■ **REQUIRED ACTION**: The expected output is each line below containing "ILogger", copied in full.

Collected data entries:
>>
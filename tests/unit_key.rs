/// Unit tests for Key and ServiceType

use ferrous_container::{Key, ServiceType, TypeKind};
use std::collections::HashSet;

#[test]
fn test_key_display_default() {
    let key = Key::default_of(ServiceType::interface("ILogger"));
    assert_eq!(key.to_string(), "ILogger");
    assert_eq!(key.display_name(), "ILogger");
    assert!(key.is_default());
    assert_eq!(key.name(), None);
}

#[test]
fn test_key_display_named() {
    let key = Key::named(ServiceType::interface("ILogger"), "console");
    assert_eq!(key.to_string(), "ILogger[console]");
    assert_eq!(key.display_name(), "ILogger");
    assert!(!key.is_default());
}

#[test]
fn test_empty_name_is_the_default_registration() {
    let service = ServiceType::class("Mailer");
    assert_eq!(Key::new(service.clone(), Some("")), Key::default_of(service.clone()));
    assert_eq!(Key::new(service.clone(), None), Key::default_of(service));
}

#[test]
fn test_key_equality_and_hashing() {
    let logger = ServiceType::interface("ILogger");
    let mut set = HashSet::new();
    set.insert(Key::default_of(logger.clone()));
    set.insert(Key::named(logger.clone(), "a"));
    set.insert(Key::named(logger.clone(), "a"));
    set.insert(Key::named(ServiceType::interface("ILogger"), "b"));

    assert_eq!(set.len(), 3);
    assert!(set.contains(&Key::named(logger, "b")));
}

#[test]
fn test_key_of_rust_type() {
    let key = Key::of::<String>();
    assert_eq!(key.display_name(), std::any::type_name::<String>());
    // the string descriptor and the class descriptor of String are the same key
    assert_eq!(key, Key::default_of(ServiceType::string()));
}

#[test]
fn test_with_service_keeps_name() {
    let definition = ServiceType::generic_interface_definition("IRepo", 1);
    let closed = definition.close(&[ServiceType::class("User")]).unwrap();
    let key = Key::named(definition, "audit").with_service(closed);
    assert_eq!(key.to_string(), "IRepo<User>[audit]");
}

#[test]
fn test_service_type_kinds() {
    assert!(ServiceType::interface("I").is_interface());
    assert!(ServiceType::class("C").is_constructible());
    assert!(!ServiceType::abstract_class("A").is_constructible());
    assert!(!ServiceType::primitive::<u32>().is_constructible());
    assert!(!ServiceType::string().is_constructible());
    assert!(!ServiceType::enumeration("Level").is_constructible());
    assert!(!ServiceType::delegate("Callback").is_constructible());
    assert_eq!(
        ServiceType::array_of(ServiceType::class("C")).kind(),
        &TypeKind::Array(ServiceType::class("C"))
    );
}

#[test]
fn test_generic_definitions() {
    let definition = ServiceType::generic_definition("Cache", 2);
    assert_eq!(definition.name(), "Cache<_, _>");
    assert!(definition.is_generic_definition());
    assert!(!definition.is_constructible());

    let closed = definition
        .close(&[ServiceType::string(), ServiceType::class("Entry")])
        .unwrap();
    assert_eq!(closed.definition(), Some(&definition));
    assert_eq!(closed.generic_arguments().len(), 2);
    assert!(closed.is_constructible());
    assert!(ServiceType::class("Entry").close(&[]).is_err());
}

#[test]
fn test_enumerable_element() {
    let items = ServiceType::enumerable_of(ServiceType::interface("IPlugin"));
    assert_eq!(items.definition(), Some(&ServiceType::enumerable_definition()));
    assert_eq!(items.enumerable_element(), Some(&ServiceType::interface("IPlugin")));
    assert_eq!(ServiceType::class("Other").enumerable_element(), None);
}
<<
■ **WRITTEN RESPONSE**:
    let key = Key::default_of(ServiceType::interface("ILogger"));
    assert_eq!(key.to_string(), "ILogger");
    assert_eq!(key.display_name(), "ILogger");
    let key = Key::named(ServiceType::interface("ILogger"), "console");
    assert_eq!(key.to_string(), "ILogger[console]");
    assert_eq!(key.display_name(), "ILogger");
    let logger = ServiceType::interface("ILogger");
    set.insert(Key::named(ServiceType::interface("ILogger"), "b"));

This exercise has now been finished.